Once every line containing "write" has been counted, report the total for the data and nothing else.

•••••

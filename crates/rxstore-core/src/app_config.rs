use std::path::PathBuf;

use crate::compose::ComposeSettings;

#[derive(Debug, Clone, PartialEq, Eq)]
pub enum Environment {
    Development,
    Test,
    Production,
}

impl std::fmt::Display for Environment {
    fn fmt(&self, f: &mut std::fmt::Formatter<'_>) -> std::fmt::Result {
        match self {
            Environment::Development => write!(f, "development"),
            Environment::Test => write!(f, "test"),
            Environment::Production => write!(f, "production"),
        }
    }
}

#[derive(Debug, Clone)]
pub struct AppConfig {
    /// Storefront REST API root, e.g. `https://api.example.vn/api/v1`.
    pub api_base_url: String,
    pub env: Environment,
    pub log_level: String,
    pub request_timeout_secs: u64,
    pub user_agent: String,
    pub max_retries: u32,
    pub retry_backoff_base_ms: u64,
    pub default_page_size: u32,
    /// `productCount` above which an empty root listing with subcategories
    /// is treated as over-limit when the backend omits the flag.
    pub over_limit_product_count: u64,
    /// Pending paths with more segments than this are guessed to be products.
    pub detail_depth_threshold: usize,
    pub cache_ttl_secs: u64,
    pub cache_capacity: usize,
    pub filters_include_variants: bool,
    pub filters_include_counts: bool,
    pub state_path: PathBuf,
}

impl AppConfig {
    /// Composer thresholds derived from this configuration.
    #[must_use]
    pub fn compose_settings(&self) -> ComposeSettings {
        ComposeSettings {
            over_limit_product_count: self.over_limit_product_count,
            detail_depth_threshold: self.detail_depth_threshold,
            default_page_size: self.default_page_size,
        }
    }
}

•••••

■ Answer to this task ■
3